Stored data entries

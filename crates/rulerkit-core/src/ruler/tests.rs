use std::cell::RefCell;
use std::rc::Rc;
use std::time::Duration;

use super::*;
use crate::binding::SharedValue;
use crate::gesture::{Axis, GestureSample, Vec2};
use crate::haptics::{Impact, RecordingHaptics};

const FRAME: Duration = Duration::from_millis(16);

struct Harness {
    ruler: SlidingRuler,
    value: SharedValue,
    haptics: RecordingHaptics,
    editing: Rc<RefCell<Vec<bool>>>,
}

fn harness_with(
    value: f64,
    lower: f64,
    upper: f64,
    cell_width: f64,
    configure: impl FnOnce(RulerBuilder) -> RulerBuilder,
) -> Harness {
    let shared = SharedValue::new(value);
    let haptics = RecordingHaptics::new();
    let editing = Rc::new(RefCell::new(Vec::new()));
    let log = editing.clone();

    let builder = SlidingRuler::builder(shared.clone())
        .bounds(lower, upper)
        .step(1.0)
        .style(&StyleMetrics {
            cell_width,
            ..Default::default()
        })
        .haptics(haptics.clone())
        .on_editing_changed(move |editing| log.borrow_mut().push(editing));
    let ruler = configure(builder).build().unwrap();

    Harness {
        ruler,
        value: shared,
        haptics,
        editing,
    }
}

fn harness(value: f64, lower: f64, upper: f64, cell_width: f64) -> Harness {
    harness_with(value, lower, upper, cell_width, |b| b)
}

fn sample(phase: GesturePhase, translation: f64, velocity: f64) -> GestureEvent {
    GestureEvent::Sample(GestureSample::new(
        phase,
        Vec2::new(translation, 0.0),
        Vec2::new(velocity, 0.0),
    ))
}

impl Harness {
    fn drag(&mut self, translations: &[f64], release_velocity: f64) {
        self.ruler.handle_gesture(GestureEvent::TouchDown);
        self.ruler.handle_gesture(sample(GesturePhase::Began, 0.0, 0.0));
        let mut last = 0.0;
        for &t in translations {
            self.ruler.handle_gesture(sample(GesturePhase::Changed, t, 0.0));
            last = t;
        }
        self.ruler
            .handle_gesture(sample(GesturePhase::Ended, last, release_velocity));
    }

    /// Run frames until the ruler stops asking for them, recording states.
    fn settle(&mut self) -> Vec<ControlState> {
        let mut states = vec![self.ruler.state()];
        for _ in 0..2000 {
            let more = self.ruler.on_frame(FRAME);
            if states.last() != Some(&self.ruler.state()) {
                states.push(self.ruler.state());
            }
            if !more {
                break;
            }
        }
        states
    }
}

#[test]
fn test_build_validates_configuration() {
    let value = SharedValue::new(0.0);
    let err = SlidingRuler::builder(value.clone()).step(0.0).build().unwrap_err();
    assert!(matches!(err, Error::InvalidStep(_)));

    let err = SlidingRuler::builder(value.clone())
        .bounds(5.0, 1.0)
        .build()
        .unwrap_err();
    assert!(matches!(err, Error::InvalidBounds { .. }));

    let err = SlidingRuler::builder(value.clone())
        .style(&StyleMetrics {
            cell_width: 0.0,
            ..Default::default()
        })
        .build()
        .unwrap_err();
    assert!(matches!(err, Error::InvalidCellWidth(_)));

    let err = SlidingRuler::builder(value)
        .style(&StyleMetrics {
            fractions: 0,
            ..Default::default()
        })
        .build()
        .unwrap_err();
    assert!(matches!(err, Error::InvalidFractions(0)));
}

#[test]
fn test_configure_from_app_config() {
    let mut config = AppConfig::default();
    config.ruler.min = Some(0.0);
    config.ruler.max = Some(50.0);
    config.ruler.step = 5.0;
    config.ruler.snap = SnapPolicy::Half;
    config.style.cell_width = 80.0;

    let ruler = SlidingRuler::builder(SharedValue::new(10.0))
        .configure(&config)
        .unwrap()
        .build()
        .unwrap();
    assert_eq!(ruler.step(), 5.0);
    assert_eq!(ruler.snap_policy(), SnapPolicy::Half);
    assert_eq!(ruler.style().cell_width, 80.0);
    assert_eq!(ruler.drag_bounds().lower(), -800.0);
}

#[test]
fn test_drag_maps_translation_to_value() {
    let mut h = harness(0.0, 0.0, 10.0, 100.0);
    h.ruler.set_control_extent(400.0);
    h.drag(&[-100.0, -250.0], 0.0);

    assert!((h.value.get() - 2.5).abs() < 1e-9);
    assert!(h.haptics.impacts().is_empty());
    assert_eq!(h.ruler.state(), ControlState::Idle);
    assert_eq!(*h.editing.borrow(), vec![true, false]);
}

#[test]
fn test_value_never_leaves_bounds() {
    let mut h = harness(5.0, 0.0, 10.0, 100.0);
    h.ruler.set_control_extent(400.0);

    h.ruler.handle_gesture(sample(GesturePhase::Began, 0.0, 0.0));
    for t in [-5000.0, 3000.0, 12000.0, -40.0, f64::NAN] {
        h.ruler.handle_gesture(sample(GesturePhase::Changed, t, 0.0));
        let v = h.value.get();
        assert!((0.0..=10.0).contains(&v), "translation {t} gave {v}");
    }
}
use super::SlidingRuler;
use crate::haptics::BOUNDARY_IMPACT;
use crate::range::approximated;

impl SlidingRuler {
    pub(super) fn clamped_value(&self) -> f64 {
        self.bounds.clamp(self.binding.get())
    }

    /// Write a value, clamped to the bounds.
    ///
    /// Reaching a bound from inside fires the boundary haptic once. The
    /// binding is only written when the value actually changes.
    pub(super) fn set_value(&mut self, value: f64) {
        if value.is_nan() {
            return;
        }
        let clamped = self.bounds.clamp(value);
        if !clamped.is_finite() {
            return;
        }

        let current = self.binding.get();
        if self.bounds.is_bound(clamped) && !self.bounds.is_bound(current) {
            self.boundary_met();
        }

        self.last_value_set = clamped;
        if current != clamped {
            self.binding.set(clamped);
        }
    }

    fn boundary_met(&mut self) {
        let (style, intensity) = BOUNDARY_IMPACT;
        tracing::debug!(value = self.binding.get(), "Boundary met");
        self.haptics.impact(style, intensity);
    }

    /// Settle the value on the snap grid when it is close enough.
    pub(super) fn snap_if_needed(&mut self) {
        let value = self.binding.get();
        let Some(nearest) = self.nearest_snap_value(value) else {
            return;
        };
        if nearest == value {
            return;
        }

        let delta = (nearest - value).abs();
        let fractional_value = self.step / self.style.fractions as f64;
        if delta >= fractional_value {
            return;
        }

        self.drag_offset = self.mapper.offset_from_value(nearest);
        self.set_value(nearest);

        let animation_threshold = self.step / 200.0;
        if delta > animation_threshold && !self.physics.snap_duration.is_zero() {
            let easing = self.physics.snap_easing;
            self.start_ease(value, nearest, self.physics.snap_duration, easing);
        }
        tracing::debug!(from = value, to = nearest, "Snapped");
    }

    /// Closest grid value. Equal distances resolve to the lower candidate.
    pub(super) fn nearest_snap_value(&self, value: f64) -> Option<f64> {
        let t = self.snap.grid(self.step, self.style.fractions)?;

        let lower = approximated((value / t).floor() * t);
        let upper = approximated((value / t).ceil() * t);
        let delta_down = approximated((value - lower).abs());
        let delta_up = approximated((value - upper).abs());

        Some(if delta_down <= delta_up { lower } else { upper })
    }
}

### [Work request]
The line containing "let shared = SharedValue::new(value);" marks the end. Please print exactly every line from the top of the data to it, both included, and nothing more.

### [Answer box]
filename crates/rulerkit-core/src/ruler/tests.rs
use std::cell::RefCell;
use std::rc::Rc;
use std::time::Duration;

use super::*;
use crate::binding::SharedValue;
use crate::gesture::{Axis, GestureSample, Vec2};
use crate::haptics::{Impact, RecordingHaptics};

const FRAME: Duration = Duration::from_millis(16);

struct Harness {
    ruler: SlidingRuler,
    value: SharedValue,
    haptics: RecordingHaptics,
    editing: Rc<RefCell<Vec<bool>>>,
}

fn harness_with(
    value: f64,
    lower: f64,
    upper: f64,
    cell_width: f64,
    configure: impl FnOnce(RulerBuilder) -> RulerBuilder,
) -> Harness {
    let shared = SharedValue::new(value);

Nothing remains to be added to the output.